Just look at it. How could anyone expect to control such a mess?” Schuetter
held one hand to his headphones and muttered something as he altered the
frequency selection on one of the aircraft’s receivers.
    McBurney felt the vibrating alarm inside his coat. He
retrieved his satellite phone and pressed it to his ear. “Speak to me.”
    “We lost them.”
    The heavily accented words, nearly a whisper, burst into
his brain. “What do you mean? Where?”
    There was a pause, the sound of a toilet flushing. “Near
the gate. Wheelchair. We lost them.” The connection went dead with a decisive
snap.
    McBurney held the phone to his ear, gazing at the terminal
and looking for wheelchairs. He was vaguely aware of Schuetter moving his hands
about the cockpit, speaking into his microphone in efficient, professional
phrases.
    McBurney turned off the phone and placed it inside his
coat. “Save me a seat.”
    Schuetter cranked his head around. “Where are you going?”
    “Out.”
    “You cannot. We are number eight for departure.”
    “I’ll be back in a few minutes, before you finish your
checklist.”
    “We do not have any minutes!”
    “Just stall the fuckers. Make something up. I need more
time.”
    “Holy Christ, look at this,” the copilot cut in.
    All three men watched a Cathay Pacific 767 on final
approach and about to touch down. Flying abreast of it were two Sukhoi
fighters.
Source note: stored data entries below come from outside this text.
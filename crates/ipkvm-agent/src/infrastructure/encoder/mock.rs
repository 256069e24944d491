//! Fake encoder backend for tests.
//!
//! Every factory clone shares one log, so a test can inspect what the
//! orchestrator built after handing the factory over.

use std::sync::{Arc, Mutex};

use super::{EncoderError, EncoderFactory, EncoderSettings, FrameEncoder, H264Backend, I420Frame};

/// One frame handed to a fake backend.
#[derive(Debug, Clone, PartialEq, Eq)]
pub struct Submission {
    pub pts: u64,
    pub intra: bool,
    pub width: u32,
    pub height: u32,
}

#[derive(Debug)]
struct FakeState {
    created: Vec<EncoderSettings>,
    submissions: Vec<Submission>,
    packets_per_frame: usize,
    fail_create: bool,
}

/// [`EncoderFactory`] producing in-memory backends.
#[derive(Debug, Clone)]
pub struct FakeEncoderFactory {
    state: Arc<Mutex<FakeState>>,
}

impl Default for FakeEncoderFactory {
    fn default() -> Self {
        Self {
            state: Arc::new(Mutex::new(FakeState {
                created: Vec::new(),
                submissions: Vec::new(),
                packets_per_frame: 1,
                fail_create: false,
            })),
        }
    }
}

impl FakeEncoderFactory {
    pub fn new() -> Self {
        Self::default()
    }

    pub fn set_packets_per_frame(&self, count: usize) {
        self.with(|s| s.packets_per_frame = count);
    }

    pub fn fail_create(&self, fail: bool) {
        self.with(|s| s.fail_create = fail);
    }

    /// Settings of every encoder built so far, oldest first.
    pub fn created(&self) -> Vec<EncoderSettings> {
        self.with(|s| s.created.clone())
    }

    pub fn submissions(&self) -> Vec<Submission> {
        self.with(|s| s.submissions.clone())
    }

    fn with<R>(&self, f: impl FnOnce(&mut FakeState) -> R) -> R {
        f(&mut self.state.lock().expect("lock poisoned"))
    }
}

impl EncoderFactory for FakeEncoderFactory {
    fn create(&self, settings: EncoderSettings) -> Result<FrameEncoder, EncoderError> {
        if self.with(|s| s.fail_create) {
            return Err(EncoderError::Backend("fake: create failed".to_string()));
        }
        let encoder = FrameEncoder::new(
            settings,
            Box::new(FakeBackend {
                state: Arc::clone(&self.state),
                intra_pending: false,
                pending: 0,
                last_pts: 0,
            }),
        )?;
        self.with(|s| s.created.push(settings));
        Ok(encoder)
    }
}

struct FakeBackend {
    state: Arc<Mutex<FakeState>>,
    intra_pending: bool,
    pending: usize,
    last_pts: u64,
}

impl H264Backend for FakeBackend {
    fn force_intra_frame(&mut self) {
        self.intra_pending = true;
    }

    fn submit(&mut self, frame: &I420Frame, pts: u64) -> Result<(), EncoderError> {
        let mut state = self.state.lock().expect("lock poisoned");
        state.submissions.push(Submission {
            pts,
            intra: std::mem::take(&mut self.intra_pending),
            width: frame.width,
            height: frame.height,
        });
        self.pending = state.packets_per_frame;
        self.last_pts = pts;
        Ok(())
    }

    fn receive_packet(&mut self) -> Option<Vec<u8>> {
        if self.pending == 0 {
            return None;
        }
        self.pending -= 1;
        // Annex-B start code followed by the frame number.
        let mut packet = vec![0, 0, 0, 1];
        packet.extend_from_slice(&self.last_pts.to_be_bytes());
        Some(packet)
    }
}
//! Storage infrastructure: configuration file persistence.
//!
//! The `config` sub-module reads the TOML configuration file, writes it back,
//! and supplies defaults when the file does not exist yet (first run).

pub mod config;
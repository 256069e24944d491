//! WebSocket stream server: accept loop and per-viewer session tasks.
//!
//! This module is responsible for:
//!
//! 1. Binding a TCP listener on the configured port.
//! 2. Accepting incoming TCP connections from viewers.
//! 3. Upgrading each connection to a WebSocket session.
//! 4. Running two concurrent halves per session:
//!    - **Viewer → Agent**: every binary frame is offered to a channel of
//!      [`INBOUND_CAPACITY`] messages that the orchestrator drains with
//!      [`StreamServer::drain_messages`]. Frames arriving while it is full
//!      are dropped.
//!    - **Agent → Viewer**: every packet passed to
//!      [`StreamServer::broadcast`] is written as one binary frame.
//! 5. Shutting everything down when the server value is dropped.
//!
//! # Threading
//!
//! The orchestrator worker is a plain OS thread, so the server owns a small
//! multi-threaded Tokio runtime of its own. The public methods never block
//! on it: inbound messages are read with `try_recv` and outbound packets are
//! handed to a `broadcast` channel.
//!
//! # Slow viewers
//!
//! The broadcast channel holds [`BROADCAST_CAPACITY`] packets. A viewer
//! that falls further behind receives `Lagged`, skips the packets it missed
//! and carries on with the newest ones. One slow viewer never stalls the
//! capture loop or the other viewers.

use std::net::{Ipv4Addr, SocketAddr, TcpListener as StdTcpListener};
use std::sync::{
    atomic::{AtomicUsize, Ordering},
    Arc,
};
use std::time::Duration;

use futures_util::{Sink, SinkExt, Stream, StreamExt};
use tokio::net::{TcpListener, TcpStream};
use tokio::runtime::{Builder, Runtime};
use tokio::sync::{broadcast, mpsc};
use tokio::task::JoinHandle;
use tokio_tungstenite::{
    accept_async,
    tungstenite::{Error as WsError, Message as WsMessage},
};
use tracing::{debug, error, info, warn};
use uuid::Uuid;

use super::{NetworkError, ServerFactory, StreamServer, INBOUND_CAPACITY};

/// Packets buffered per viewer before it starts skipping.
pub const BROADCAST_CAPACITY: usize = 64;

/// Worker threads of the server's runtime.
const RUNTIME_THREADS: usize = 2;

// ── Public API ────────────────────────────────────────────────────────────────

/// WebSocket implementation of [`StreamServer`].
pub struct WebSocketStreamServer {
    /// `None` only while dropping.
    runtime: Option<Runtime>,
    port: u16,
    clients: Arc<AtomicUsize>,
    inbound: mpsc::Receiver<Vec<u8>>,
    outbound: broadcast::Sender<Arc<Vec<u8>>>,
    accept_task: JoinHandle<()>,
}

impl WebSocketStreamServer {
    /// Starts listening on `0.0.0.0:port`.
    ///
    /// Passing port 0 binds an ephemeral port; [`StreamServer::port`]
    /// reports the one chosen.
    ///
    /// # Errors
    ///
    /// Returns [`NetworkError::Runtime`] if the runtime cannot start and
    /// [`NetworkError::Bind`] if the port is unavailable.
    pub fn bind(port: u16) -> Result<Self, NetworkError> {
        let runtime = Builder::new_multi_thread()
            .worker_threads(RUNTIME_THREADS)
            .thread_name("ipkvm-net")
            .enable_all()
            .build()
            .map_err(NetworkError::Runtime)?;

        // Bind synchronously so the caller learns about a busy port right away.
        let bind_err = |source| NetworkError::Bind { port, source };
        let std_listener =
            StdTcpListener::bind(SocketAddr::from((Ipv4Addr::UNSPECIFIED, port))).map_err(bind_err)?;
        std_listener.set_nonblocking(true).map_err(bind_err)?;
        let bound_port = std_listener.local_addr().map_err(bind_err)?.port();

        let listener = {
            // `from_std` registers the socket with the reactor of the
            // runtime entered here.
            let _guard = runtime.enter();
            TcpListener::from_std(std_listener).map_err(bind_err)?
        };

        let clients = Arc::new(AtomicUsize::new(0));
        let (inbound_tx, inbound) = mpsc::channel(INBOUND_CAPACITY);
        let (outbound, _) = broadcast::channel(BROADCAST_CAPACITY);

        let accept_task = runtime.spawn(accept_loop(
            listener,
            Arc::clone(&clients),
            inbound_tx,
            outbound.clone(),
        ));

        info!("stream server listening on port {bound_port}");

        Ok(Self {
            runtime: Some(runtime),
            port: bound_port,
            clients,
            inbound,
            outbound,
            accept_task,
        })
    }
}

impl StreamServer for WebSocketStreamServer {
    fn port(&self) -> u16 {
        self.port
    }

    fn client_count(&self) -> usize {
        self.clients.load(Ordering::Acquire)
    }

    fn drain_messages(&mut self) -> Vec<Vec<u8>> {
        let mut messages = Vec::new();
        while let Ok(message) = self.inbound.try_recv() {
            messages.push(message);
        }
        messages
    }

    fn broadcast(&self, packet: &[u8]) {
        // `send` only fails when no viewer is subscribed; nothing to do then.
        let _ = self.outbound.send(Arc::new(packet.to_vec()));
    }
}

impl Drop for WebSocketStreamServer {
    fn drop(&mut self) {
        self.accept_task.abort();
        if let Some(runtime) = self.runtime.take() {
            // Does not block, so dropping from any context is safe.
            runtime.shutdown_background();
        }
        info!("stream server on port {} stopped", self.port);
    }
}

/// [`ServerFactory`] producing [`WebSocketStreamServer`]s.
#[derive(Debug, Default, Clone, Copy)]
pub struct WebSocketServerFactory;

impl ServerFactory for WebSocketServerFactory {
    fn bind(&self, port: u16) -> Result<Box<dyn StreamServer>, NetworkError> {
        Ok(Box::new(WebSocketStreamServer::bind(port)?))
    }
}

// ── Accept loop ───────────────────────────────────────────────────────────────

/// Accepts connections until the task is aborted.
///
/// Each accepted connection gets its own task so a slow handshake never
/// delays the next viewer.
async fn accept_loop(
    listener: TcpListener,
    clients: Arc<AtomicUsize>,
    inbound: mpsc::Sender<Vec<u8>>,
    outbound: broadcast::Sender<Arc<Vec<u8>>>,
) {
    loop {
        match listener.accept().await {
            Ok((stream, peer_addr)) => {
                debug!("new viewer connection from {peer_addr}");
                let clients = Arc::clone(&clients);
                let inbound = inbound.clone();
                let packets = outbound.subscribe();
                tokio::spawn(async move {
                    handle_viewer_session(stream, peer_addr, clients, inbound, packets).await;
                });
            }
            Err(e) => {
                // Transient (e.g. out of file descriptors); back off briefly.
                error!("accept error: {e}");
                tokio::time::sleep(Duration::from_millis(100)).await;
            }
        }
    }
}

// ── Per-session handler ───────────────────────────────────────────────────────

/// Runs one viewer session and keeps the client count accurate.
async fn handle_viewer_session(
    raw_stream: TcpStream,
    peer_addr: SocketAddr,
    clients: Arc<AtomicUsize>,
    inbound: mpsc::Sender<Vec<u8>>,
    packets: broadcast::Receiver<Arc<Vec<u8>>>,
) {
    let ws_stream = match accept_async(raw_stream).await {
        Ok(ws) => ws,
        Err(e) => {
            warn!("WebSocket handshake failed with {peer_addr}: {e}");
            return;
        }
    };

    let session_id = Uuid::new_v4();
    let connected = clients.fetch_add(1, Ordering::AcqRel) + 1;
    info!("viewer {session_id} connected from {peer_addr} ({connected} connected)");

    let (ws_tx, ws_rx) = ws_stream.split();

    // Whichever half finishes first ends the session.
    tokio::select! {
        () = forward_packets(ws_tx, packets, session_id) => {}
        () = read_viewer_messages(ws_rx, inbound, session_id) => {}
    }

    let remaining = clients.fetch_sub(1, Ordering::AcqRel) - 1;
    info!("viewer {session_id} disconnected ({remaining} connected)");
}

/// Agent → Viewer: writes every broadcast packet as a binary frame.
async fn forward_packets<S>(
    mut ws_tx: S,
    mut packets: broadcast::Receiver<Arc<Vec<u8>>>,
    session_id: Uuid,
) where
    S: Sink<WsMessage, Error = WsError> + Unpin,
{
    loop {
        match packets.recv().await {
            Ok(packet) => {
                if ws_tx.send(WsMessage::Binary(packet.to_vec())).await.is_err() {
                    debug!("viewer {session_id}: send failed (viewer gone)");
                    return;
                }
            }
            Err(broadcast::error::RecvError::Lagged(skipped)) => {
                debug!("viewer {session_id}: lagging, skipped {skipped} packets");
            }
            Err(broadcast::error::RecvError::Closed) => return,
        }
    }
}

/// Viewer → Agent: forwards binary frames to the orchestrator's queue.
async fn read_viewer_messages<S>(
    mut ws_rx: S,
    inbound: mpsc::Sender<Vec<u8>>,
    session_id: Uuid,
) where
    S: Stream<Item = Result<WsMessage, WsError>> + Unpin,
{
    loop {
        let ws_msg = match ws_rx.next().await {
            Some(Ok(msg)) => msg,
            Some(Err(WsError::ConnectionClosed | WsError::Protocol(_))) => {
                debug!("viewer {session_id}: WebSocket closed");
                return;
            }
            Some(Err(e)) => {
                warn!("viewer {session_id}: WebSocket error: {e}");
                return;
            }
            None => {
                debug!("viewer {session_id}: stream ended");
                return;
            }
        };

        match ws_msg {
            WsMessage::Binary(data) => {
                if !offer_inbound(&inbound, data, session_id) {
                    // Server dropped; the runtime is going away.
                    return;
                }
            }

            WsMessage::Text(_) => {
                // Control messages are binary only.
                debug!("viewer {session_id}: text frame ignored");
            }

            WsMessage::Ping(data) => {
                // tungstenite queues the Pong; it goes out with the next write.
                debug!("viewer {session_id}: ping ({} bytes)", data.len());
            }

            WsMessage::Pong(_) => {}

            WsMessage::Close(_) => {
                debug!("viewer {session_id}: Close frame received");
                return;
            }

            WsMessage::Frame(_) => {}
        }
    }
}

/// Hands `data` to the orchestrator without waiting for room.
///
/// Returns `false` once the receiving server is gone.
fn offer_inbound(inbound: &mpsc::Sender<Vec<u8>>, data: Vec<u8>, session_id: Uuid) -> bool {
    match inbound.try_send(data) {
        Ok(()) => true,
        Err(mpsc::error::TrySendError::Full(dropped)) => {
            warn!(
                "viewer {session_id}: input backlog full, dropped {}-byte message",
                dropped.len()
            );
            true
        }
        Err(mpsc::error::TrySendError::Closed(_)) => false,
    }
}

// ── Tests ─────────────────────────────────────────────────────────────────────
The China Air Force jets continued low over the runway after the 767 landed.
They then veered off in bank turns and disappeared into the gloom.
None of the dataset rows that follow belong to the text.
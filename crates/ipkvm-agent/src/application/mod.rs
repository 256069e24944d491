//! Application layer use cases for the agent.
//!
//! The application layer turns input into hardware commands and decides
//! when hardware is (re)configured. It talks to devices only through the
//! traits exported by `infrastructure`, so every use case here runs against
//! in-memory fakes in tests.
//!
//! # Sub-modules
//!
//! - **`command_queue`** – Bounded FIFO of [`HidCommand`]s shared by every
//!   input producer and drained by the orchestrator.
//!
//! - **`hid_translator`** – Turns local pointer/key events and viewer
//!   control messages into commands; owns the absolute/relative pointer
//!   modes and the tap/drag/long-press gesture machine.
//!
//! - **`orchestrator`** – The single worker thread that owns capture,
//!   encoder, stream server and HID driver, and reconciles desired against
//!   actual configuration.
//!
//! [`HidCommand`]: ipkvm_core::HidCommand

pub mod command_queue;
pub mod hid_translator;
pub mod orchestrator;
    Schuetter said, “I wonder how many people understand what
it was they just witnessed.”
    With PLA flooding the terminal, McBurney knew it meant that
Beijing had strong-armed the Hong Kong Authority into a complete abdication of
local control. “You will not move this aircraft without my saying so,”
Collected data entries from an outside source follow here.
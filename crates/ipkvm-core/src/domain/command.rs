//! Normalized hardware commands consumed by the serial HID driver.
//!
//! Every input source (local pointer/keyboard, remote control messages)
//! is reduced to a [`HidCommand`] before it reaches the injection chip.
//! A command is created once, queued, and consumed exactly once.

use serde::{Deserialize, Serialize};

/// Largest coordinate on either axis of an absolute pointer report.
pub const ABSOLUTE_MAX: i32 = 4095;

/// Magnitude limit of a relative pointer delta or a wheel step.
pub const RELATIVE_LIMIT: i32 = 127;

/// Discriminates how the four parameters of a [`HidCommand`] are read.
#[derive(Debug, Clone, Copy, PartialEq, Eq, Hash, Serialize, Deserialize)]
pub enum HidCommandKind {
    /// `(x, y, buttons, wheel)` with `x, y` in `0..=4095`.
    MouseAbsolute,
    /// `(dx, dy, buttons, wheel)` with `dx, dy` in `-127..=127`.
    MouseRelative,
    /// `(modifiers, key_code, 0, 0)`; key code `0` releases all keys.
    Keyboard,
}

/// One hardware command.
///
/// Use the constructors rather than building the struct directly: they
/// apply the range limits the chip expects.
#[derive(Debug, Clone, Copy, PartialEq, Eq, Serialize, Deserialize)]
pub struct HidCommand {
    pub kind: HidCommandKind,
    pub p1: i32,
    pub p2: i32,
    pub p3: i32,
    pub p4: i32,
}

impl HidCommand {
    /// Absolute pointer report. Coordinates are clamped to `0..=4095`.
    pub fn mouse_absolute(x: i32, y: i32, buttons: MouseButtons, wheel: i32) -> Self {
        Self {
            kind: HidCommandKind::MouseAbsolute,
            p1: x.clamp(0, ABSOLUTE_MAX),
            p2: y.clamp(0, ABSOLUTE_MAX),
            p3: i32::from(buttons.bits()),
            p4: clamp_relative(wheel),
        }
    }

    /// Relative pointer report. Deltas are clamped to `-127..=127`.
    pub fn mouse_relative(dx: i32, dy: i32, buttons: MouseButtons, wheel: i32) -> Self {
        Self {
            kind: HidCommandKind::MouseRelative,
            p1: clamp_relative(dx),
            p2: clamp_relative(dy),
            p3: i32::from(buttons.bits()),
            p4: clamp_relative(wheel),
        }
    }

    /// Keyboard report with a single key slot.
    pub fn keyboard(modifiers: ModifierMask, key_code: u8) -> Self {
        Self {
            kind: HidCommandKind::Keyboard,
            p1: i32::from(modifiers.bits()),
            p2: i32::from(key_code),
            p3: 0,
            p4: 0,
        }
    }

    /// Keyboard report that releases every non-modifier key.
    pub fn key_release(modifiers: ModifierMask) -> Self {
        Self::keyboard(modifiers, 0)
    }

    /// Press-then-release pair for `buttons` without pointer movement.
    pub fn click(buttons: MouseButtons) -> [Self; 2] {
        [
            Self::mouse_relative(0, 0, buttons, 0),
            Self::mouse_relative(0, 0, MouseButtons::NONE, 0),
        ]
    }

    /// Button mask of a pointer command (`0` for keyboard commands).
    pub fn buttons(&self) -> MouseButtons {
        match self.kind {
            HidCommandKind::Keyboard => MouseButtons::NONE,
            _ => MouseButtons::from_bits(self.p3 as u8),
        }
    }
}

/// Clamps a signed value into the `-127..=127` range of relative reports.
pub fn clamp_relative(value: i32) -> i32 {
    value.clamp(-RELATIVE_LIMIT, RELATIVE_LIMIT)
}

// ── Button mask ───────────────────────────────────────────────────────────────

/// Pointer button bitmask as carried in HID mouse reports.
#[derive(Debug, Clone, Copy, PartialEq, Eq, Hash, Default, Serialize, Deserialize)]
pub struct MouseButtons(u8);

impl MouseButtons {
    pub const NONE: Self = Self(0x00);
    pub const LEFT: Self = Self(0x01);
    pub const RIGHT: Self = Self(0x02);
    pub const MIDDLE: Self = Self(0x04);

    /// Keeps only the three defined button bits.
    pub const fn from_bits(bits: u8) -> Self {
        Self(bits & 0x07)
    }

    pub const fn bits(self) -> u8 {
        self.0
    }

    pub const fn contains(self, other: Self) -> bool {
        self.0 & other.0 == other.0
    }

    pub const fn is_empty(self) -> bool {
        self.0 == 0
    }
}

impl std::ops::BitOr for MouseButtons {
    type Output = Self;

    fn bitor(self, rhs: Self) -> Self {
        Self(self.0 | rhs.0)
    }
}

impl std::ops::BitOrAssign for MouseButtons {
    fn bitor_assign(&mut self, rhs: Self) {
        self.0 |= rhs.0;
    }
}

// ── Modifier mask ─────────────────────────────────────────────────────────────

/// Keyboard modifier bitmask: bits 0..3 are the left-hand Ctrl, Shift, Alt,
/// Meta keys and bits 4..7 the right-hand ones.
#[derive(Debug, Clone, Copy, PartialEq, Eq, Hash, Default, Serialize, Deserialize)]
pub struct ModifierMask(u8);

impl ModifierMask {
    pub const NONE: Self = Self(0x00);
    pub const LEFT_CTRL: Self = Self(0x01);
    pub const LEFT_SHIFT: Self = Self(0x02);
    pub const LEFT_ALT: Self = Self(0x04);
    pub const LEFT_META: Self = Self(0x08);
    pub const RIGHT_CTRL: Self = Self(0x10);
    pub const RIGHT_SHIFT: Self = Self(0x20);
    pub const RIGHT_ALT: Self = Self(0x40);
    pub const RIGHT_META: Self = Self(0x80);

    pub const fn from_bits(bits: u8) -> Self {
        Self(bits)
    }

    pub const fn bits(self) -> u8 {
        self.0
    }

    pub const fn contains(self, other: Self) -> bool {
        self.0 & other.0 == other.0
    }
}

impl std::ops::BitOr for ModifierMask {
    type Output = Self;

    fn bitor(self, rhs: Self) -> Self {
        Self(self.0 | rhs.0)
    }
}

impl std::ops::BitOrAssign for ModifierMask {
    fn bitor_assign(&mut self, rhs: Self) {
        self.0 |= rhs.0;
    }
}

// ── Tests ─────────────────────────────────────────────────────────────────────

#[cfg(test)]
mod tests {
    use super::*;

    #[test]
    fn test_mouse_absolute_clamps_coordinates_into_twelve_bit_range() {
        // Arrange / Act
        let cmd = HidCommand::mouse_absolute(-20, 9000, MouseButtons::LEFT, 0);

        // Assert
        assert_eq!(cmd.kind, HidCommandKind::MouseAbsolute);
        assert_eq!((cmd.p1, cmd.p2), (0, ABSOLUTE_MAX));
        assert_eq!(cmd.p3, 0x01);
    }

    #[test]
    fn test_mouse_relative_clamps_each_axis_independently() {
        // Arrange / Act
        let cmd = HidCommand::mouse_relative(300, -42, MouseButtons::NONE, -500);

        // Assert
        assert_eq!(cmd.p1, 127);
        assert_eq!(cmd.p2, -42, "in-range deltas must pass through unchanged");
        assert_eq!(cmd.p4, -127);
    }

    #[test]
    fn test_key_release_carries_zero_key_code_and_modifiers() {
        // Arrange / Act
        let cmd = HidCommand::key_release(ModifierMask::LEFT_SHIFT);

        // Assert
        assert_eq!(cmd.kind, HidCommandKind::Keyboard);
        assert_eq!(cmd.p1, 0x02);
        assert_eq!(cmd.p2, 0);
    }

    #[test]
    fn test_click_presses_then_releases_without_moving() {
        // Arrange / Act
        let [press, release] = HidCommand::click(MouseButtons::RIGHT);

        // Assert
        assert_eq!(press.kind, HidCommandKind::MouseRelative);
        assert_eq!((press.p1, press.p2), (0, 0));
        assert_eq!(press.buttons(), MouseButtons::RIGHT);
        assert_eq!(release.kind, HidCommandKind::MouseRelative);
        assert_eq!((release.p1, release.p2), (0, 0));
        assert_eq!(release.buttons(), MouseButtons::NONE);
    }

    #[test]
    fn test_button_mask_keeps_only_defined_bits() {
        let buttons = MouseButtons::from_bits(0xFF);
        assert_eq!(buttons.bits(), 0x07);
        assert!(buttons.contains(MouseButtons::LEFT | MouseButtons::MIDDLE));
    }

    #[test]
    fn test_modifier_mask_layout_matches_report_bits() {
        let mask = ModifierMask::LEFT_CTRL | ModifierMask::RIGHT_META;
        assert_eq!(mask.bits(), 0x81);
        assert!(mask.contains(ModifierMask::RIGHT_META));
        assert!(!mask.contains(ModifierMask::LEFT_ALT));
    }

    #[test]
    fn test_buttons_accessor_is_empty_for_keyboard_commands() {
        let cmd = HidCommand::keyboard(ModifierMask::from_bits(0x07), 0x04);
        assert!(cmd.buttons().is_empty());
    }
}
he ordered the men. “Is that understood?”
    “Look there.” Schuetter pointed outside toward the
departure gate. “Are they by any chance our special guests?”
    McBurney looked through the windscreen. A broad-shouldered
man in a hospitality jacket was swiftly pushing a woman in a wheelchair through
standing pools of water, thin streams of water flinging up from the wheels. Beside
them an older man struggled to keep up. They were heading toward the plane. A rumble
accompanied a gray puff of smoke as the co-pilot started an engine.
    Schuetter said to McBurney, “Somebody will be watching
them, no?”
    McBurney strained his eyes. Two PLA soldiers stood inside
the boarding gate peering out through the darkness. “Not if they can’t be
blamed for an obvious error. Most of all they abhor a bad scene.” Zhao and his
wife did not appear to have been apprehended, after all. That had to be one of Sun
Stone’s people walking with them... fifty meters to go.